▸ REQUIRED WORK
Reproduce the data below line by line, from its first line to the line with "const DEFAULT_EXPORT_TIMEOUT_SECS: u64 = 600;", both included, and nothing past that point.

Stored data:
• • • • • • •

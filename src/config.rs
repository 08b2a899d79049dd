//! Loads the optional `nbpost.yaml` project file and resolves it, together
//! with built-in defaults, into a [`Config`].

use crate::assets::Replace;
use crate::post::Variant;
use anyhow::{anyhow, Context, Result};
use serde::Deserialize;
use std::fs::File;
use std::path::{Path, PathBuf};
use std::time::Duration;
use tracing::debug;

pub const PROJECT_FILE_NAME: &str = "nbpost.yaml";

const DEFAULT_EXPORT_TIMEOUT_SECS: u64 = 600;
const DEFAULT_LAYOUT: &str = "post";
const DEFAULT_MATHJAX_INCLUDE: &str = "{% include mathjax.html %}";

/// The on-disk shape of `nbpost.yaml`. Every field is optional.
#[derive(Deserialize, Default)]
#[serde(default, deny_unknown_fields)]
struct Project {
    variant: Option<Variant>,
    posts_directory: Option<PathBuf>,
    assets_directory: Option<PathBuf>,
    assets_url: Option<String>,
    staging_directory: Option<PathBuf>,
    export_command: Option<Vec<String>>,
    export_timeout_secs: Option<u64>,
    layout: Option<String>,
    mathjax_include: Option<String>,
    replace: Option<Replace>,
}

/// Resolved settings for one invocation. All paths are absolute or relative
/// to the process's working directory.
#[derive(Clone, Debug, PartialEq)]
pub struct Config {
    pub variant: Variant,

    /// Where final posts are written (`_posts`).
    pub posts_directory: PathBuf,

    /// The parent of every canonical asset directory (`assets` for plain
    /// posts, `media` for dated ones).
    pub assets_directory: PathBuf,

    /// The public path prefix under which `assets_directory` is served.
    pub assets_url: String,

    /// Where dated conversions ask the export tool to write its output.
    pub staging_directory: PathBuf,

    /// The export program and its leading arguments.
    pub export_command: Vec<String>,

    pub export_timeout: Duration,

    /// The front-matter `layout` used when none is given on the command
    /// line.
    pub layout: String,

    /// The line appended to dated posts that render math.
    pub mathjax_include: String,

    pub replace: Replace,
}

impl Config {
    /// Searches `dir` and its ancestors for `nbpost.yaml`. If none is found,
    /// the built-in defaults are used relative to `dir`. `variant` overrides
    /// the project file's variant.
    pub fn from_directory(dir: &Path, variant: Option<Variant>) -> Result<Config> {
        let mut current = Some(dir);
        while let Some(candidate) = current {
            let path = candidate.join(PROJECT_FILE_NAME);
            if path.is_file() {
                return Config::from_project_file(&path, variant)
                    .with_context(|| format!("Loading configuration `{}`", path.display()));
            }
            current = candidate.parent();
        }
        debug!(dir = %dir.display(), "no {} found; using defaults", PROJECT_FILE_NAME);
        Ok(Config::resolve(Project::default(), dir, variant))
    }

    /// Loads a specific project file. Relative paths inside it are resolved
    /// against the file's directory.
    pub fn from_project_file(path: &Path, variant: Option<Variant>) -> Result<Config> {
        let file = File::open(path)
            .map_err(|e| anyhow!("Opening project file `{}`: {}", path.display(), e))?;
        let project: Project = serde_yaml::from_reader(file)?;
        match path.parent() {
            None => Err(anyhow!(
                "Can't get parent directory for provided project file path '{:?}'",
                path
            )),
            Some(root) => Ok(Config::resolve(project, root, variant)),
        }
    }

    /// The defaults, rooted at `root`.
    pub fn defaults(root: &Path, variant: Variant) -> Config {
        Config::resolve(Project::default(), root, Some(variant))
    }

    fn resolve(project: Project, root: &Path, variant: Option<Variant>) -> Config {
        let variant = variant.or(project.variant).unwrap_or_default();
        let (assets_directory, assets_url) = match variant {
            Variant::Plain => ("assets", "/assets"),
            Variant::Dated => ("media", "/media"),
        };
        let join = |p: Option<PathBuf>, default: &str| root.join(p.unwrap_or_else(|| PathBuf::from(default)));

        Config {
            variant,
            posts_directory: join(project.posts_directory, "_posts"),
            assets_directory: join(project.assets_directory, assets_directory),
            assets_url: project.assets_url.unwrap_or_else(|| assets_url.to_owned()),
            staging_directory: join(project.staging_directory, "."),
            export_command: project
                .export_command
                .unwrap_or_else(|| vec!["jupyter".to_owned(), "nbconvert".to_owned()]),
            export_timeout: Duration::from_secs(
                project.export_timeout_secs.unwrap_or(DEFAULT_EXPORT_TIMEOUT_SECS),
            ),
            layout: project.layout.unwrap_or_else(|| DEFAULT_LAYOUT.to_owned()),
            mathjax_include: project
                .mathjax_include
                .unwrap_or_else(|| DEFAULT_MATHJAX_INCLUDE.to_owned()),
            replace: project.replace.unwrap_or_default(),
        }
    }
}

• • • • • • •

▸ EXERCISE RESULT
filename src/config.rs
repository 08b2a899d79049dd
//! Loads the optional `nbpost.yaml` project file and resolves it, together
//! with built-in defaults, into a [`Config`].

use crate::assets::Replace;
use crate::post::Variant;
use anyhow::{anyhow, Context, Result};
use serde::Deserialize;
use std::fs::File;
use std::path::{Path, PathBuf};
use std::time::Duration;
use tracing::debug;

pub const PROJECT_FILE_NAME: &str = "nbpost.yaml";

const DEFAULT_EXPORT_TIMEOUT_SECS: u64 = 600;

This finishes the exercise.